Now it is time to open glslideshow.c in an editor and search for where -title is used, and how it puts up the name in the photo. Fortunately that author has put in many helpful comments:

  /* xscreensaver-getimage returns paths relative to the image directory
     now, so leave the sub-directory part in.  Unless it's an absolute path.
  if (img->title && img->title[0] == '/')
      /* strip filename to part between last "/" and end. */
      /* xscreensaver-getimage has already stripped off the extension. */
      char *s = strrchr (img->title, '/');
      if (s) strcpy (img->title, s+1);

Edit the source

The comment strip filename to part between last "/" and end. leads us to the actual code that strips off the full path of the file name. By commenting out the path stripping code, the full path will be retained, and therefore displayed.

Using the editor, comment out a couple of lines, save, and recompile.

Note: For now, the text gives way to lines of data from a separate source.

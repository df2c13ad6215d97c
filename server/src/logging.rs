//! Logging setup for the example binaries.
//!
//! `RUST_LOG`, when set, replaces the configured filter.

use crate::config::{LogFormat, LoggingConfig};
use tracing_subscriber::prelude::*;
use tracing_subscriber::{EnvFilter, Layer, Registry, fmt};

type BoxedLayer = Box<dyn Layer<Registry> + Send + Sync>;

/// Build the filter for `config`.
///
/// An unparsable level falls back to `info`.
pub fn filter(config: &LoggingConfig) -> EnvFilter {
    if std::env::var("RUST_LOG").is_ok() {
        EnvFilter::from_default_env()
    } else {
        EnvFilter::try_new(&config.level).unwrap_or_else(|_| EnvFilter::new("info"))
    }
}

fn layer(config: &LoggingConfig) -> BoxedLayer {
    let base = fmt::layer()
        .with_target(config.target)
        .with_thread_names(config.thread_names);

    match (config.format, config.timestamps) {
        (LogFormat::Pretty, true) => base.with_ansi(true).boxed(),
        (LogFormat::Pretty, false) => base.with_ansi(true).without_time().boxed(),
        (LogFormat::Compact, true) => base.compact().boxed(),
        (LogFormat::Compact, false) => base.compact().without_time().boxed(),
        (LogFormat::Json, true) => base.json().boxed(),
        (LogFormat::Json, false) => base.json().without_time().boxed(),
    }
}

/// Install the global subscriber.
///
/// ```ignore
/// server::logging::init(&LoggingConfig::default());
/// tracing::info!("starting");
/// ```
pub fn init(config: &LoggingConfig) {
    let subscriber = tracing_subscriber::registry()
        .with(layer(config))
        .with(filter(config));
    if tracing::subscriber::set_global_default(subscriber).is_err() {
        tracing::warn!("a global subscriber is already installed");
    }
}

  if (img->title && img->title[0] == '/')
      /* strip filename to part between last "/" and end. */
      /* xscreensaver-getimage has already stripped off the extension. */
     // char *s = strrchr (img->title, '/');
     //if (s) strcpy (img->title, s+1);

Trying out the modified code

Before trying out your newly hacked code, you have to find where the compiled binary was placed. find can be your friend.

$ find . -type f -name "xscreensaver"

The actual file we want to run to test the hack is xscreensaver-settings since it will show a preview of the glscreensaver module.

cd driver

Looking at the name of the photo...

The Photo


As you can see now the full path of the file name can be seen, and the year the photo can easily be determined.

Hacking can be fun

This is one of the easier hacks. After all, only two lines were commented out. But now I have a customized version of xscreensaver which does exactly what I want.

The beauty of open source is that it is open. Code doesn't have to a mysterious blob that runs on your computer. But rather, you have the power to modify and customize it for your specific needs. And if the modification is good enough to share with others, make sure you follow the GPL or other licensing and publish your changes.